250,000 gazelles in Mongolia


This video from Russia says about itself:

Border guards have been working non-stop to help thousands of trapped gazelles cross into Russia from Mongolia. Severe drought has forced the animals to migrate north. Wildlife enthusiasts are hopeful the influx will be a boost to Russia’s dying Gazelle population.

From the BBC:

Largest herd of gazelles sighted

Matt Walker
Editor, Earth News

A mega-herd of a quarter of a million Mongolian gazelles has been seen gathering on the country’s steppes, one of the world’s last great wildernesses.

The coming together on the grassy plains is the largest ever recorded.

The biologists who saw it estimate it contained perhaps a quarter of all Mongolian gazelles on the planet.

“It was stunning,” says Kirk Olson of the University of Massachusetts, US. “I don’t know if I was surprised or simply blown away by what we came across.”

Olson and colleagues based in the US and Mongolia have published details of the epic gathering in the journal Oryx.

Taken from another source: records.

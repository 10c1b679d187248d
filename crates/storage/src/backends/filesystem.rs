//! Local filesystem storage backend.

use crate::error::{StorageError, StorageResult};
use crate::traits::BlobStore;
use async_trait::async_trait;
use bytes::Bytes;
use std::path::{Path, PathBuf};
use tokio::fs;
use tokio::io::AsyncWriteExt;
use tracing::instrument;
use uuid::Uuid;

/// Prefix of in-flight write files. Keys may not start with '.', so a temp
/// file can never be mistaken for a blob.
const TEMP_PREFIX: &str = ".tmp.";

/// Local filesystem blob store: one file per key, directly under the root.
pub struct FilesystemBackend {
    root: PathBuf,
}

impl FilesystemBackend {
    /// Create a new filesystem backend, creating the root directory if needed.
    pub async fn new(root: impl AsRef<Path>) -> StorageResult<Self> {
        let root = root.as_ref().to_path_buf();
        fs::create_dir_all(&root).await?;
        Ok(Self { root })
    }

    /// Get the full path for a key, with path traversal protection.
    ///
    /// Runs the symlink checks on the blocking pool so `canonicalize` does not
    /// stall the runtime.
    async fn key_path(&self, key: &str) -> StorageResult<PathBuf> {
        let root = self.root.clone();
        let key = key.to_string();
        tokio::task::spawn_blocking(move || Self::key_path_sync(&root, &key))
            .await
            .map_err(|e| {
                StorageError::Io(std::io::Error::other(format!("spawn_blocking failed: {e}")))
            })?
    }

    /// Synchronous key validation.
    ///
    /// A key must be a single, non-hidden path component. An existing entry
    /// that resolves outside the root (a planted symlink) is rejected.
    fn key_path_sync(root: &Path, key: &str) -> StorageResult<PathBuf> {
        if key.is_empty() {
            return Err(StorageError::InvalidKey("empty key".to_string()));
        }
        if key.contains("..") || key.contains('/') || key.contains('\\') {
            return Err(StorageError::InvalidKey(format!(
                "path traversal not allowed: {key}"
            )));
        }
        if key.starts_with('.') {
            return Err(StorageError::InvalidKey(format!(
                "hidden names are reserved: {key}"
            )));
        }

        let mut components = Path::new(key).components();
        match (components.next(), components.next()) {
            (Some(std::path::Component::Normal(_)), None) => {}
            _ => {
                return Err(StorageError::InvalidKey(format!(
                    "key must be a single path component: {key}"
                )));
            }
        }

        let path = root.join(key);

        match std::fs::symlink_metadata(&path) {
            Ok(meta) if meta.file_type().is_symlink() => {
                let root_canonical = root.canonicalize().map_err(|e| {
                    StorageError::Io(std::io::Error::new(
                        e.kind(),
                        format!("failed to canonicalize root: {e}"),
                    ))
                })?;
                let canonical = path.canonicalize().map_err(|_| {
                    StorageError::InvalidKey(format!("symlink target missing or invalid: {key}"))
                })?;
                if !canonical.starts_with(&root_canonical) {
                    return Err(StorageError::InvalidKey(format!(
                        "resolved path escapes storage root: {key}"
                    )));
                }
                Ok(path)
            }
            Ok(_) => Ok(path),
            Err(err) if err.kind() == std::io::ErrorKind::NotFound => Ok(path),
            Err(err) => Err(StorageError::Io(std::io::Error::new(
                err.kind(),
                format!("failed to stat path: {err}"),
            ))),
        }
    }
}

fn map_not_found(key: &str, e: std::io::Error) -> StorageError {
    if e.kind() == std::io::ErrorKind::NotFound {
        StorageError::NotFound(key.to_string())
    } else {
        StorageError::Io(e)
    }
}

#[async_trait]
impl BlobStore for FilesystemBackend {
    #[instrument(skip(self), fields(backend = "filesystem"))]
    async fn exists(&self, key: &str) -> StorageResult<bool> {
        let path = self.key_path(key).await?;
        fs::try_exists(&path).await.map_err(StorageError::Io)
    }

    #[instrument(skip(self), fields(backend = "filesystem"))]
    async fn get(&self, key: &str) -> StorageResult<Bytes> {
        let path = self.key_path(key).await?;
        let data = fs::read(&path).await.map_err(|e| map_not_found(key, e))?;
        Ok(Bytes::from(data))
    }

    #[instrument(skip(self, data), fields(backend = "filesystem", size = data.len()))]
    async fn put(&self, key: &str, data: Bytes) -> StorageResult<()> {
        let path = self.key_path(key).await?;

        // Write to a uniquely named temp file, fsync, then rename.
        let temp_path = self.root.join(format!("{TEMP_PREFIX}{}", Uuid::new_v4()));
        let written = async {
            let mut file = fs::File::create(&temp_path).await?;
            file.write_all(&data).await?;
            file.sync_all().await?;
            fs::rename(&temp_path, &path).await
        }
        .await;

        if let Err(e) = written {
            let _ = fs::remove_file(&temp_path).await;
            return Err(StorageError::Io(e));
        }
        Ok(())
    }

    #[instrument(skip(self), fields(backend = "filesystem"))]
    async fn delete(&self, key: &str) -> StorageResult<()> {
        let path = self.key_path(key).await?;
        fs::remove_file(&path)
            .await
            .map_err(|e| map_not_found(key, e))?;
        Ok(())
    }

    #[instrument(skip(self), fields(backend = "filesystem"))]
    async fn list(&self) -> StorageResult<Vec<String>> {
        let mut results = Vec::new();
        let mut entries = fs::read_dir(&self.root).await?;
        while let Some(entry) = entries.next_entry().await? {
            // file_type() does not follow symlinks; symlinks and directories are skipped.
            let file_type = entry.file_type().await?;
            if !file_type.is_file() {
                continue;
            }
            let name = entry.file_name().to_string_lossy().to_string();
            if name.starts_with('.') {
                continue;
            }
            results.push(name);
        }
        Ok(results)
    }

    fn backend_name(&self) -> &'static str {
        "filesystem"
    }

    #[instrument(skip(self), fields(backend = "filesystem"))]
    async fn health_check(&self) -> StorageResult<()> {
        let metadata = fs::metadata(&self.root).await.map_err(|e| {
            StorageError::Io(std::io::Error::new(
                e.kind(),
                format!("storage root not accessible: {}", e),
            ))
        })?;

        if !metadata.is_dir() {
            return Err(StorageError::Io(std::io::Error::new(
                std::io::ErrorKind::NotADirectory,
                format!("storage root is not a directory: {:?}", self.root),
            )));
        }

        Ok(())
    }
}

In September 2007, Olson’s team were driving across the eastern Mongolian steppes studying the habitat of the Mongolian gazelle, one of the last nomadic ungulates to survive in large numbers.

Together with scientists at the Smithsonian Institute, they had been capturing gazelles and fitting them with GPS collars to track their movements, trying to work out where they travel and why.

As they drove east they began to encounter herds of a couple of thousand individuals.

“Groups of this size are impressive and beautiful to see,” describes Olson. Then the following day, at about midday, they drove to a hillside offering a great view of what appeared to be one such herd.

“But it was really one edge of a group that ended up being over 250,000 by one estimate.

“We were simply amazed at the sight. The image I have in my mind of seeing this massive aggregation of gazelles will always be etched into my memory.”

Mongolian gazelles are known to gather in large herds. Groups containing 10,000 animals or more are often reported, while the largest herd previously known numbered 80,000. …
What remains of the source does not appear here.